Photo credit: Michael Lewis II
Photo credit: Michael Lewis II
Push-ups can beat the bench. The push-up has been proven to build just as much chest and arm strength as the bench press. Most people think lifting a weighted barbell somehow produces better results, but research has shown that six repetitions of each exercise produces the same results. To shake it up, you can use elastic resistance bands to increase the pressure on your arms or add in a stability ball to challenge your balance. This is a great way to take a break from heavy lifting and build strong results.
Take a dip instead of skull crushing. Skull crushers are another popular exercise used to work the triceps. Normally, they require medium to heavy weight to reach fast results. However, dips are a great way to use your natural body weight to build strong, toned triceps. It’s an easy exercise you can do on almost any surface. As long as you can hold your body off an edge, dips can be your go-to exercise any time of day.
Why weight the squat? Squats are probably the most popular leg exercise there is. However, everyone isn’t able to squat three or four 45-pound plates on a barbell. It turns out, you can tone your legs without weights by doing air squats.

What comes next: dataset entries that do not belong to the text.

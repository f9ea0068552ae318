//! TUI rendering with ratatui
//!
//! Visualizations for the word-guessing interface.

use super::app::{App, InputMode, MessageStyle};
use crate::core::{MAX_ATTEMPTS, Outcome};
use crate::output::formatters::{attempts_meter, spaced};
use ratatui::{
    Frame,
    layout::{Alignment, Constraint, Direction, Layout, Rect},
    style::{Color, Modifier, Style},
    text::{Line, Span},
    widgets::{Block, BorderType, Borders, Gauge, List, ListItem, Paragraph},
};

/// Main UI rendering function
pub fn ui(f: &mut Frame, app: &App) {
    let chunks = Layout::default()
        .direction(Direction::Vertical)
        .constraints([
            Constraint::Length(3), // Header
            Constraint::Min(10),   // Main content
            Constraint::Length(3), // Input area
            Constraint::Length(3), // Status bar
        ])
        .split(f.area());

    // Header
    render_header(f, chunks[0]);

    // Main content area - split horizontally
    let main_chunks = Layout::default()
        .direction(Direction::Horizontal)
        .constraints([
            Constraint::Percentage(60), // Left panel
            Constraint::Percentage(40), // Right panel
        ])
        .split(chunks[1]);

    render_main_panel(f, app, main_chunks[0]);
    render_info_panel(f, app, main_chunks[1]);

    // Input area
    render_input(f, app, chunks[2]);

    // Status bar
    render_status(f, app, chunks[3]);
}

fn render_header(f: &mut Frame, area: Rect) {
    let header = Paragraph::new("🎯 WORD GUESS - Interactive Mode")
        .style(
            Style::default()
                .fg(Color::Cyan)
                .add_modifier(Modifier::BOLD),
        )
        .alignment(Alignment::Center)
        .block(
            Block::default()
                .borders(Borders::ALL)
                .border_type(BorderType::Rounded)
                .style(Style::default().fg(Color::Cyan)),
        );
    f.render_widget(header, area);
}

fn render_main_panel(f: &mut Frame, app: &App, area: Rect) {
    let chunks = Layout::default()
        .direction(Direction::Vertical)
        .constraints([
            Constraint::Percentage(60), // Word display
            Constraint::Percentage(40), // Guessed letters
        ])
        .split(area);

    render_word(f, app, chunks[0]);
    render_guessed(f, app, chunks[1]);
}

fn render_word(f: &mut Frame, app: &App, area: Rect) {
    let state = app.session.display_state();

    let color = match state.outcome {
        Outcome::Won => Color::Green,
        Outcome::Lost => Color::Red,
        Outcome::InProgress => Color::White,
    };

    let content = vec![
        Line::from(""),
        Line::from(Span::styled(
            spaced(&state.masked_word),
            Style::default().fg(color).add_modifier(Modifier::BOLD),
        )),
        Line::from(""),
        Line::from(Span::styled(
            format!("{} letters", state.masked_word.chars().count()),
            Style::default().fg(Color::DarkGray),
        )),
    ];

    let paragraph = Paragraph::new(content).alignment(Alignment::Center).block(
        Block::default()
            .title(" Word ")
            .borders(Borders::ALL)
            .border_type(BorderType::Rounded),
    );

    f.render_widget(paragraph, area);
}

fn render_guessed(f: &mut Frame, app: &App, area: Rect) {
    let state = app.session.display_state();

    let content = if state.guessed_letters.is_empty() {
        vec![Line::from("No guesses yet")]
    } else {
        let legend = Line::from(vec![
            Span::styled("🟢", Style::default().fg(Color::Green)),
            Span::raw(" = in the word  "),
            Span::styled("🔴", Style::default().fg(Color::Red)),
            Span::raw(" = miss"),
        ]);

        let mut letters = vec![Span::raw("  ")];
        for (i, &letter) in state.guessed_letters.iter().enumerate() {
            if i > 0 {
                letters.push(Span::raw("  "));
            }
            let style = if app.session.secret_word().contains(letter) {
                Style::default()
                    .fg(Color::Green)
                    .add_modifier(Modifier::BOLD)
            } else {
                Style::default().fg(Color::Red)
            };
            letters.push(Span::styled(letter.to_string(), style));
        }

        vec![legend, Line::from(""), Line::from(letters)]
    };

    let paragraph = Paragraph::new(content).block(
        Block::default()
            .title(" Guessed Letters ")
            .borders(Borders::ALL)
            .style(Style::default().fg(Color::Green)),
    );

    f.render_widget(paragraph, area);
}

fn render_info_panel(f: &mut Frame, app: &App, area: Rect) {
    let chunks = Layout::default()
        .direction(Direction::Vertical)
        .constraints([
            Constraint::Length(3),  // Attempts gauge
            Constraint::Min(5),     // Messages
        ])
        .split(area);

    render_attempts(f, app, chunks[0]);
    render_messages(f, app, chunks[1]);
}

fn render_attempts(f: &mut Frame, app: &App, area: Rect) {
    let attempts = app.session.attempts_remaining();
    let percent = u16::from(attempts) * 100 / u16::from(MAX_ATTEMPTS);

    let color = match attempts {
        MAX_ATTEMPTS => Color::Green,
        2 => Color::Yellow,
        _ => Color::Red,
    };

    let gauge = Gauge::default()
        .block(
            Block::default()
                .title(" Attempts Remaining ")
                .borders(Borders::ALL)
                .border_type(BorderType::Rounded),
        )
        .gauge_style(Style::default().fg(color))
        .percent(percent)
        .label(format!("{attempts}/{MAX_ATTEMPTS}"));

    f.render_widget(gauge, area);
}

fn render_messages(f: &mut Frame, app: &App, area: Rect) {
    let messages: Vec<ListItem> = app
        .messages
        .iter()
        .rev()
        .take(10)
        .map(|msg| {
            let style = match msg.style {
                MessageStyle::Info => Style::default().fg(Color::White),
                MessageStyle::Success => Style::default().fg(Color::Green),
                MessageStyle::Error => Style::default().fg(Color::Red),
            };
            ListItem::new(msg.text.clone()).style(style)
        })
        .collect();

    let messages_list =
        List::new(messages).block(Block::default().title(" Messages ").borders(Borders::ALL));

    f.render_widget(messages_list, area);
}

fn render_input(f: &mut Frame, app: &App, area: Rect) {
    let (title, content, color) = match app.input_mode {
        InputMode::RoundOver => match app.session.outcome() {
            Outcome::Won => (
                " 🎉 YOU WIN! | Press 'n' for new round or 'q' to quit ",
                "",
                Color::Green,
            ),
            _ => (
                " 💀 YOU LOSE! | Press 'n' for new round or 'q' to quit ",
                "",
                Color::Red,
            ),
        },
        InputMode::Guessing => (
            " Guess a Letter (Enter to submit) ",
            app.input_buffer.as_str(),
            Color::Yellow,
        ),
    };

    let input = Paragraph::new(content)
        .style(Style::default().fg(color).add_modifier(Modifier::BOLD))
        .block(
            Block::default()
                .title(title)
                .borders(Borders::ALL)
                .border_type(BorderType::Double)
                .style(Style::default().fg(color)),
        );

    f.render_widget(input, area);
}

fn render_status(f: &mut Frame, app: &App, area: Rect) {
    let chunks = Layout::default()
        .direction(Direction::Horizontal)
        .constraints([
            Constraint::Percentage(25),
            Constraint::Percentage(25),
            Constraint::Percentage(25),
            Constraint::Percentage(25),
        ])
        .split(area);

    let round_text = format!("Round: {}", app.stats.rounds_played + 1);
    let round = Paragraph::new(round_text).alignment(Alignment::Center);
    f.render_widget(round, chunks[0]);

    let stats_text = format!(
        "Won: {}/{} | Win Rate: {:.0}%",
        app.stats.rounds_won,
        app.stats.rounds_played,
        if app.stats.rounds_played > 0 {
            app.stats.rounds_won as f64 / app.stats.rounds_played as f64 * 100.0
        } else {
            0.0
        }
    );
    let stats = Paragraph::new(stats_text).alignment(Alignment::Center);
    f.render_widget(stats, chunks[1]);

    let attempts_text = format!(
        "Attempts: {}",
        attempts_meter(app.session.attempts_remaining())
    );
    let attempts = Paragraph::new(attempts_text).alignment(Alignment::Center);
    f.render_widget(attempts, chunks[2]);

    let help_text = match app.input_mode {
        InputMode::RoundOver => "q: Quit | n: New Round",
        InputMode::Guessing => "Esc: Quit | Ctrl+N: New Round | Enter: Submit",
    };

    let help = Paragraph::new(help_text)
        .alignment(Alignment::Center)
        .style(Style::default().fg(Color::DarkGray));
    f.render_widget(help, chunks[3]);
}
//! Core domain types for the guessing game
//!
//! This module contains the round state machine and its value types with
//! zero external dependencies. Everything here is pure: no I/O, no
//! randomness, no presentation strings.

mod letters;
mod session;
mod word;

pub use letters::GuessedLetters;
pub use session::{DisplayState, GuessResult, GuessSession, MAX_ATTEMPTS, Outcome, Rejection};
pub use word::{PLACEHOLDER, SecretWord, WordError};
//! Word Guess
//!
//! A single-round word-guessing game: reveal the secret word letter by
//! letter before three wrong guesses lose the round.
//!
//! # Quick Start
//!
//! ```rust
//! use word_guess::core::{GuessResult, GuessSession, Outcome};
//!
//! let mut session = GuessSession::new("cat").unwrap();
//!
//! // A correct guess reveals every occurrence of the letter
//! if let GuessResult::Accepted(state) = session.submit_guess("a") {
//!     assert_eq!(state.masked_word, "-A-");
//!     assert_eq!(state.outcome, Outcome::InProgress);
//! }
//! ```

// Core domain types
pub mod core;

// Word lists
pub mod wordlists;

// Command implementations
pub mod commands;

// Terminal output formatting
pub mod output;

// Interactive TUI interface
pub mod interactive;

Normal squats are good for building raw power and size, whereas air squats are good for tone. Air squats can tighten your quads and hams without risking injury with weights. Besides, as long as you can squat your own body you’re doing well for yourself.
Pull yourself up. If you’re looking to work your entire upper body, then pull-ups are the exercise for you. This exercise doesn’t match up with any weighted exercises, however it is another great way to use natural body weight to build tone and strength. It’s easy to switch between different variations which can target different muscles in your upper body. The compound strength used to do pull ups can also transfer into weight training.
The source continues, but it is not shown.